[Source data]
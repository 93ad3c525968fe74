use crate::llm::generate_structured;
use crate::output::{BusinessIntent, InitiativeType, PlanningContext, StrategyProfile};
use crate::pipeline::context::PipelineContext;
use crate::pipeline::error::PipelineError;
use crate::pipeline::phase_trait::PipelineStage;
use async_trait::async_trait;
use serde_json::{json, Value};
use tracing::{debug, info};

const STAGE: &str = "analyzer";

#[derive(Debug, Clone)]
pub struct AnalyzerInput {
    /// Raw business-analysis payload; strings are embedded verbatim, anything
    /// else as pretty-printed JSON
    pub insights: Value,
    pub context: PlanningContext,
    pub strategy_profile: Option<StrategyProfile>,
}

/// Classifies the initiative into a [`BusinessIntent`]
pub struct BusinessAnalyzer {
    context: PipelineContext,
}

impl BusinessAnalyzer {
    pub fn new(context: PipelineContext) -> Self {
        Self { context }
    }
}

pub(crate) fn render_insights(insights: &Value) -> String {
    match insights {
        Value::String(text) => text.clone(),
        Value::Null => "(no insights provided)".to_string(),
        other => serde_json::to_string_pretty(other).unwrap_or_else(|_| other.to_string()),
    }
}

fn intent_schema() -> Value {
    let initiative_types: Vec<&str> = InitiativeType::all_variants()
        .iter()
        .map(|t| t.as_str())
        .collect();

    json!({
        "type": "object",
        "properties": {
            "initiativeType": {"type": "string", "enum": initiative_types},
            "technologyRole": {
                "type": "string",
                "enum": ["core_product", "operational_tool", "minimal"]
            },
            "businessModel": {"type": "string"},
            "primaryValueCreation": {"type": "string"},
            "isPhysical": {"type": "boolean"},
            "isDigital": {"type": "boolean"},
            "confidence": {"type": "number", "minimum": 0, "maximum": 1}
        },
        "required": [
            "initiativeType", "technologyRole", "businessModel",
            "primaryValueCreation", "isPhysical", "isDigital", "confidence"
        ]
    })
}

fn strategy_hints(profile: Option<&StrategyProfile>) -> String {
    match profile {
        Some(profile) if !profile.is_traditional() => format!(
            "\nStrategic signals:\n- Archetype: {}\n- Digital intensity: {:.0}% of the value proposition\n- Needs a platform: {}\n",
            profile.archetype,
            profile.digital_intensity,
            if profile.needs_platform { "yes" } else { "no" }
        ),
        _ => String::new(),
    }
}

fn build_prompt(input: &AnalyzerInput) -> String {
    let business = &input.context.business;
    let keywords = business
        .keywords
        .as_ref()
        .filter(|k| !k.is_empty())
        .map(|k| format!("- Keywords: {}\n", k.join(", ")))
        .unwrap_or_default();

    format!(
        r#"Classify the business initiative described below.

Business:
- Name: {name}
- Type: {kind}
- Industry: {industry}
- Scale: {scale}
- Description: {description}
{keywords}{hints}
Business analysis insights:
{insights}

Classification rules:
- initiativeType: what is being undertaken. A coffee shop opening is "business_launch" even if it has an app.
- technologyRole: "core_product" when software IS what the business sells, "operational_tool" when software supports
  a non-software business, "minimal" when technology is incidental.
- isPhysical / isDigital: whether value is delivered in physical spaces and/or digitally. Both may be true.
- confidence: how certain you are about initiativeType, between 0 and 1.
"#,
        name = business.name,
        kind = business.business_type,
        industry = business.industry.as_deref().unwrap_or("unspecified"),
        scale = business.scale.as_str(),
        description = business.description,
        keywords = keywords,
        hints = strategy_hints(input.strategy_profile.as_ref()),
        insights = render_insights(&input.insights),
    )
}

#[async_trait]
impl PipelineStage for BusinessAnalyzer {
    type Input = AnalyzerInput;
    type Output = BusinessIntent;

    fn name(&self) -> &'static str {
        STAGE
    }

    async fn process(&self, input: &AnalyzerInput) -> Result<BusinessIntent, PipelineError> {
        let request = self
            .context
            .structured_request(STAGE, build_prompt(input), intent_schema());

        let mut intent: BusinessIntent = generate_structured(
            self.context.llm_client.as_ref(),
            request,
            &self.context.heuristic_logger,
        )
        .await
        .map_err(PipelineError::llm(STAGE))?;

        if let Some(role) = input
            .strategy_profile
            .as_ref()
            .and_then(|p| p.technology_role_override)
        {
            if role != intent.technology_role {
                debug!(
                    inferred = intent.technology_role.as_str(),
                    override_role = role.as_str(),
                    "Strategy profile overrides technology role"
                );
            }
            intent.technology_role = role;
        }

        info!(
            stage = STAGE,
            initiative_type = %intent.initiative_type,
            technology_role = intent.technology_role.as_str(),
            confidence = intent.confidence,
            "Business intent classified"
        );

        Ok(intent)
    }
}
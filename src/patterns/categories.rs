//! Fixed category vocabulary

pub const PHYSICAL_INFRASTRUCTURE: &str = "physical_infrastructure";
pub const TECHNOLOGY_SYSTEMS: &str = "technology_systems";
pub const OPERATIONS: &str = "operations";
pub const HUMAN_RESOURCES: &str = "human_resources";
pub const MARKETING_SALES: &str = "marketing_sales";
pub const LEGAL_COMPLIANCE: &str = "legal_compliance";
pub const FINANCIAL_MANAGEMENT: &str = "financial_management";
pub const SUPPLY_CHAIN: &str = "supply_chain";

/// Categories an LLM-generated pattern may use
pub const VOCABULARY: &[&str] = &[
    PHYSICAL_INFRASTRUCTURE,
    TECHNOLOGY_SYSTEMS,
    OPERATIONS,
    HUMAN_RESOURCES,
    MARKETING_SALES,
    LEGAL_COMPLIANCE,
    FINANCIAL_MANAGEMENT,
    SUPPLY_CHAIN,
];

/// Execution order used when dependencies have to be inferred without the LLM.
/// Categories not listed sort after all of these.
pub const DEPENDENCY_ORDER: &[&str] = &[
    LEGAL_COMPLIANCE,
    PHYSICAL_INFRASTRUCTURE,
    TECHNOLOGY_SYSTEMS,
    HUMAN_RESOURCES,
    OPERATIONS,
    MARKETING_SALES,
];

pub fn dependency_rank(category: &str) -> usize {
    DEPENDENCY_ORDER
        .iter()
        .position(|c| *c == category)
        .unwrap_or(DEPENDENCY_ORDER.len())
}

pub fn is_known(category: &str) -> bool {
    VOCABULARY.contains(&category)
}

### [Problem details]
Working from the data above, extract solely the lines from the one containing "pub const TECHNOLOGY_SYSTEMS: &str" through the one containing "pub const FINANCIAL_MANAGEMENT: &str", exactly as they appear, both included.

### [Task result]
pub const TECHNOLOGY_SYSTEMS: &str = "technology_systems";
pub const OPERATIONS: &str = "operations";
pub const HUMAN_RESOURCES: &str = "human_resources";
pub const MARKETING_SALES: &str = "marketing_sales";
pub const LEGAL_COMPLIANCE: &str = "legal_compliance";
pub const FINANCIAL_MANAGEMENT: &str = "financial_management";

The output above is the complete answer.